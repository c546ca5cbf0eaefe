use minijinja::{AutoEscape, Environment};
use serde::Serialize;

use super::error::GenerateError;
use super::group::ResourceGroup;
use super::naming::{docstring_text, python_string_literal, CanonicalName};
use super::schema::FieldDescriptor;

/// Every template compiled into the registry, by registered name
const TEMPLATES: &[(&str, &str)] = &[
    ("server/app_init.py", include_str!("../../templates/server/app_init.py.jinja")),
    ("server/config.py", include_str!("../../templates/server/config.py.jinja")),
    ("server/extensions_init.py", include_str!("../../templates/server/extensions_init.py.jinja")),
    ("server/extensions_db.py", include_str!("../../templates/server/extensions_db.py.jinja")),
    ("server/errors_init.py", include_str!("../../templates/server/errors_init.py.jinja")),
    ("server/error_handlers.py", include_str!("../../templates/server/error_handlers.py.jinja")),
    ("server/utils_init.py", include_str!("../../templates/server/utils_init.py.jinja")),
    ("server/resources_init.py", include_str!("../../templates/server/resources_init.py.jinja")),
    ("server/group_init.py", include_str!("../../templates/server/group_init.py.jinja")),
    ("server/model.py", include_str!("../../templates/server/model.py.jinja")),
    ("server/schema.py", include_str!("../../templates/server/schema.py.jinja")),
    ("server/service.py", include_str!("../../templates/server/service.py.jinja")),
    ("server/routes.py", include_str!("../../templates/server/routes.py.jinja")),
    ("server/api_init.py", include_str!("../../templates/server/api_init.py.jinja")),
    ("server/run.py", include_str!("../../templates/server/run.py.jinja")),
    ("server/wsgi.py", include_str!("../../templates/server/wsgi.py.jinja")),
    ("server/requirements.txt", include_str!("../../templates/server/requirements.txt.jinja")),
    ("server/env.example", include_str!("../../templates/server/env.example.jinja")),
    ("server/gitignore", include_str!("../../templates/server/gitignore.jinja")),
    ("server/README.md", include_str!("../../templates/server/README.md.jinja")),
    ("server/tests_init.py", include_str!("../../templates/server/tests_init.py.jinja")),
    ("server/conftest.py", include_str!("../../templates/server/conftest.py.jinja")),
    ("server/pytest.ini", include_str!("../../templates/server/pytest.ini.jinja")),
    ("server/test_group.py", include_str!("../../templates/server/test_group.py.jinja")),
    ("client/package_init.py", include_str!("../../templates/client/package_init.py.jinja")),
    ("client/base_client.py", include_str!("../../templates/client/base_client.py.jinja")),
    ("client/exceptions.py", include_str!("../../templates/client/exceptions.py.jinja")),
    ("client/models.py", include_str!("../../templates/client/models.py.jinja")),
    ("client/resources_init.py", include_str!("../../templates/client/resources_init.py.jinja")),
    ("client/group_init.py", include_str!("../../templates/client/group_init.py.jinja")),
    ("client/group_client.py", include_str!("../../templates/client/group_client.py.jinja")),
    ("client/conftest.py", include_str!("../../templates/client/conftest.py.jinja")),
    ("client/test_group.py", include_str!("../../templates/client/test_group.py.jinja")),
    (
        "client/test_integration.py",
        include_str!("../../templates/client/test_integration.py.jinja"),
    ),
    ("client/setup.py", include_str!("../../templates/client/setup.py.jinja")),
    ("client/requirements.txt", include_str!("../../templates/client/requirements.txt.jinja")),
    ("client/pytest.ini", include_str!("../../templates/client/pytest.ini.jinja")),
    ("client/gitignore", include_str!("../../templates/client/gitignore.jinja")),
    ("client/README.md", include_str!("../../templates/client/README.md.jinja")),
    ("client/basic_usage.py", include_str!("../../templates/client/basic_usage.py.jinja")),
];

/// Template data shared by every server artifact
#[derive(Debug, Clone, Serialize)]
pub struct ServerTemplateData<'a> {
    pub app_name: &'a str,
    pub app_title: String,
    pub api_version: &'a str,
    pub include_auth: bool,
    pub include_cors: bool,
    pub generate_tests: bool,
    /// Document title
    pub title: &'a str,
    pub description: &'a str,
    pub version: &'a str,
    pub groups: &'a [ResourceGroup],
}

/// One field as declared on the marshmallow schema
#[derive(Debug, Clone, Serialize)]
pub struct SchemaField {
    pub attr: String,
    pub field: String,
    /// Keyword arguments, already rendered (`required=True, data_key='first-name'`)
    pub args: String,
}

/// Template data for the per-group server artifacts
#[derive(Debug, Clone, Serialize)]
pub struct GroupTemplateData<'a> {
    pub server: &'a ServerTemplateData<'a>,
    pub group: &'a ResourceGroup,
    pub name: &'a CanonicalName,
    /// Model lacks an `id` attribute and gets an autoincrement key
    pub surrogate_id: bool,
    pub uses_datetime: bool,
    pub schema_fields: Vec<SchemaField>,
    pub search_field: Option<&'a FieldDescriptor>,
    /// Python dict literal posted by generated tests
    pub sample_payload: String,
    pub any_secured: bool,
}

/// A dataclass emitted into the client `models.py`
#[derive(Debug, Clone, Serialize)]
pub struct ModelTemplateData {
    pub class_name: String,
    pub description: String,
    pub fields: Vec<FieldDescriptor>,
}

/// One call shown in the client usage example
#[derive(Debug, Clone, Serialize)]
pub struct ExampleCall {
    pub accessor: String,
    pub operation: String,
    pub args: String,
}

/// Template data shared by every client artifact
#[derive(Debug, Clone, Serialize)]
pub struct ClientTemplateData<'a> {
    pub package: String,
    /// Distribution name (`orders-api-client`)
    pub dist_name: String,
    pub client_class: String,
    pub include_auth: bool,
    pub generate_tests: bool,
    pub title: &'a str,
    pub description: &'a str,
    /// PEP 440 version derived from the document version
    pub package_version: String,
    pub base_url: String,
    pub groups: &'a [ResourceGroup],
    pub models: Vec<ModelTemplateData>,
    pub examples: Vec<ExampleCall>,
}

/// Template data for the per-group client artifacts
#[derive(Debug, Clone, Serialize)]
pub struct ClientGroupTemplateData<'a> {
    pub client: &'a ClientTemplateData<'a>,
    pub group: &'a ResourceGroup,
    pub name: &'a CanonicalName,
    pub sample_payload: String,
}

/// Compiled templates for every artifact kind
///
/// Built once and shared by reference with the generators. Each artifact
/// kind has its own render function.
pub struct TemplateRegistry {
    env: Environment<'static>,
}

impl TemplateRegistry {
    /// Compile every embedded template
    ///
    /// # Errors
    ///
    /// [`GenerateError::Template`] naming the first template that fails to compile.
    pub fn new() -> Result<Self, GenerateError> {
        let mut env = Environment::new();
        env.set_trim_blocks(true);
        env.set_lstrip_blocks(true);
        env.set_keep_trailing_newline(true);
        env.set_auto_escape_callback(|_| AutoEscape::None);
        env.add_filter("pystr", |value: String| python_string_literal(&value));
        env.add_filter("docstring", |value: String| docstring_text(&value));
        env.add_filter("pybool", |value: bool| if value { "True" } else { "False" });
        for (name, source) in TEMPLATES {
            env.add_template(*name, *source)
                .map_err(|e| GenerateError::template(name, &e))?;
        }
        Ok(Self { env })
    }

    /// Names of all registered templates
    pub fn template_names(&self) -> impl Iterator<Item = &'static str> {
        TEMPLATES.iter().map(|(name, _)| *name)
    }

    fn render<S: Serialize>(&self, name: &str, data: &S) -> Result<String, GenerateError> {
        let template = self
            .env
            .get_template(name)
            .map_err(|e| GenerateError::template(name, &e))?;
        template
            .render(data)
            .map_err(|e| GenerateError::template(name, &e))
    }

    pub fn render_app_init(&self, data: &ServerTemplateData<'_>) -> Result<String, GenerateError> {
        self.render("server/app_init.py", data)
    }

    pub fn render_app_config(
        &self,
        data: &ServerTemplateData<'_>,
    ) -> Result<String, GenerateError> {
        self.render("server/config.py", data)
    }

    pub fn render_extensions_init(
        &self,
        data: &ServerTemplateData<'_>,
    ) -> Result<String, GenerateError> {
        self.render("server/extensions_init.py", data)
    }

    pub fn render_extensions_db(
        &self,
        data: &ServerTemplateData<'_>,
    ) -> Result<String, GenerateError> {
        self.render("server/extensions_db.py", data)
    }

    pub fn render_errors_init(
        &self,
        data: &ServerTemplateData<'_>,
    ) -> Result<String, GenerateError> {
        self.render("server/errors_init.py", data)
    }

    pub fn render_error_handlers(
        &self,
        data: &ServerTemplateData<'_>,
    ) -> Result<String, GenerateError> {
        self.render("server/error_handlers.py", data)
    }

    pub fn render_utils_init(
        &self,
        data: &ServerTemplateData<'_>,
    ) -> Result<String, GenerateError> {
        self.render("server/utils_init.py", data)
    }

    pub fn render_resources_init(
        &self,
        data: &ServerTemplateData<'_>,
    ) -> Result<String, GenerateError> {
        self.render("server/resources_init.py", data)
    }

    pub fn render_group_init(&self, data: &GroupTemplateData<'_>) -> Result<String, GenerateError> {
        self.render("server/group_init.py", data)
    }

    pub fn render_model(&self, data: &GroupTemplateData<'_>) -> Result<String, GenerateError> {
        self.render("server/model.py", data)
    }

    pub fn render_schema(&self, data: &GroupTemplateData<'_>) -> Result<String, GenerateError> {
        self.render("server/schema.py", data)
    }

    pub fn render_service(&self, data: &GroupTemplateData<'_>) -> Result<String, GenerateError> {
        self.render("server/service.py", data)
    }

    pub fn render_routes(&self, data: &GroupTemplateData<'_>) -> Result<String, GenerateError> {
        self.render("server/routes.py", data)
    }

    pub fn render_api_init(&self, data: &ServerTemplateData<'_>) -> Result<String, GenerateError> {
        self.render("server/api_init.py", data)
    }

    pub fn render_run(&self, data: &ServerTemplateData<'_>) -> Result<String, GenerateError> {
        self.render("server/run.py", data)
    }

    pub fn render_wsgi(&self, data: &ServerTemplateData<'_>) -> Result<String, GenerateError> {
        self.render("server/wsgi.py", data)
    }

    /// Dependency manifest; `dev` adds the test toolchain
    pub fn render_requirements(
        &self,
        data: &ServerTemplateData<'_>,
        dev: bool,
    ) -> Result<String, GenerateError> {
        self.render(
            "server/requirements.txt",
            &minijinja::context! {
                include_auth => data.include_auth,
                include_cors => data.include_cors,
                dev,
            },
        )
    }

    pub fn render_env_example(&self) -> Result<String, GenerateError> {
        self.render("server/env.example", &minijinja::context! {})
    }

    pub fn render_gitignore(&self) -> Result<String, GenerateError> {
        self.render("server/gitignore", &minijinja::context! {})
    }

    pub fn render_readme(&self, data: &ServerTemplateData<'_>) -> Result<String, GenerateError> {
        self.render("server/README.md", data)
    }

    pub fn render_tests_init(
        &self,
        data: &ServerTemplateData<'_>,
    ) -> Result<String, GenerateError> {
        self.render("server/tests_init.py", data)
    }

    pub fn render_conftest(&self, data: &ServerTemplateData<'_>) -> Result<String, GenerateError> {
        self.render("server/conftest.py", data)
    }

    pub fn render_pytest_ini(
        &self,
        data: &ServerTemplateData<'_>,
    ) -> Result<String, GenerateError> {
        self.render("server/pytest.ini", data)
    }

    pub fn render_group_test(&self, data: &GroupTemplateData<'_>) -> Result<String, GenerateError> {
        self.render("server/test_group.py", data)
    }

    pub fn render_client_package_init(
        &self,
        data: &ClientTemplateData<'_>,
    ) -> Result<String, GenerateError> {
        self.render("client/package_init.py", data)
    }

    pub fn render_base_client(
        &self,
        data: &ClientTemplateData<'_>,
    ) -> Result<String, GenerateError> {
        self.render("client/base_client.py", data)
    }

    pub fn render_exceptions(
        &self,
        data: &ClientTemplateData<'_>,
    ) -> Result<String, GenerateError> {
        self.render("client/exceptions.py", data)
    }

    pub fn render_models(&self, data: &ClientTemplateData<'_>) -> Result<String, GenerateError> {
        self.render("client/models.py", data)
    }

    pub fn render_client_resources_init(
        &self,
        data: &ClientTemplateData<'_>,
    ) -> Result<String, GenerateError> {
        self.render("client/resources_init.py", data)
    }

    pub fn render_client_group_init(
        &self,
        data: &ClientGroupTemplateData<'_>,
    ) -> Result<String, GenerateError> {
        self.render("client/group_init.py", data)
    }

    pub fn render_group_client(
        &self,
        data: &ClientGroupTemplateData<'_>,
    ) -> Result<String, GenerateError> {
        self.render("client/group_client.py", data)
    }

    pub fn render_client_conftest(
        &self,
        data: &ClientTemplateData<'_>,
    ) -> Result<String, GenerateError> {
        self.render("client/conftest.py", data)
    }

    pub fn render_client_group_test(
        &self,
        data: &ClientGroupTemplateData<'_>,
    ) -> Result<String, GenerateError> {
        self.render("client/test_group.py", data)
    }

    pub fn render_client_integration_test(
        &self,
        data: &ClientTemplateData<'_>,
    ) -> Result<String, GenerateError> {
        self.render("client/test_integration.py", data)
    }

    pub fn render_setup_py(&self, data: &ClientTemplateData<'_>) -> Result<String, GenerateError> {
        self.render("client/setup.py", data)
    }

    /// Client dependency manifest; `dev` adds the test toolchain
    pub fn render_client_requirements(&self, dev: bool) -> Result<String, GenerateError> {
        self.render("client/requirements.txt", &minijinja::context! { dev })
    }

    pub fn render_client_pytest_ini(
        &self,
        data: &ClientTemplateData<'_>,
    ) -> Result<String, GenerateError> {
        self.render("client/pytest.ini", data)
    }

    pub fn render_client_gitignore(&self) -> Result<String, GenerateError> {
        self.render("client/gitignore", &minijinja::context! {})
    }

    pub fn render_client_readme(
        &self,
        data: &ClientTemplateData<'_>,
    ) -> Result<String, GenerateError> {
        self.render("client/README.md", data)
    }

    pub fn render_basic_usage(
        &self,
        data: &ClientTemplateData<'_>,
    ) -> Result<String, GenerateError> {
        self.render("client/basic_usage.py", data)
    }
}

● **EXERCISE DIRECTIONS**
Wherever the line holding "use super::error::GenerateError;" falls in the entries above, copy exactly from it through the line holding "const TEMPLATES: &[(&str, &str)]", inclusive, and add nothing.

● **EXERCISE ANSWER**
use super::error::GenerateError;
use super::group::ResourceGroup;
use super::naming::{docstring_text, python_string_literal, CanonicalName};
use super::schema::FieldDescriptor;

/// Every template compiled into the registry, by registered name
const TEMPLATES: &[(&str, &str)] = &[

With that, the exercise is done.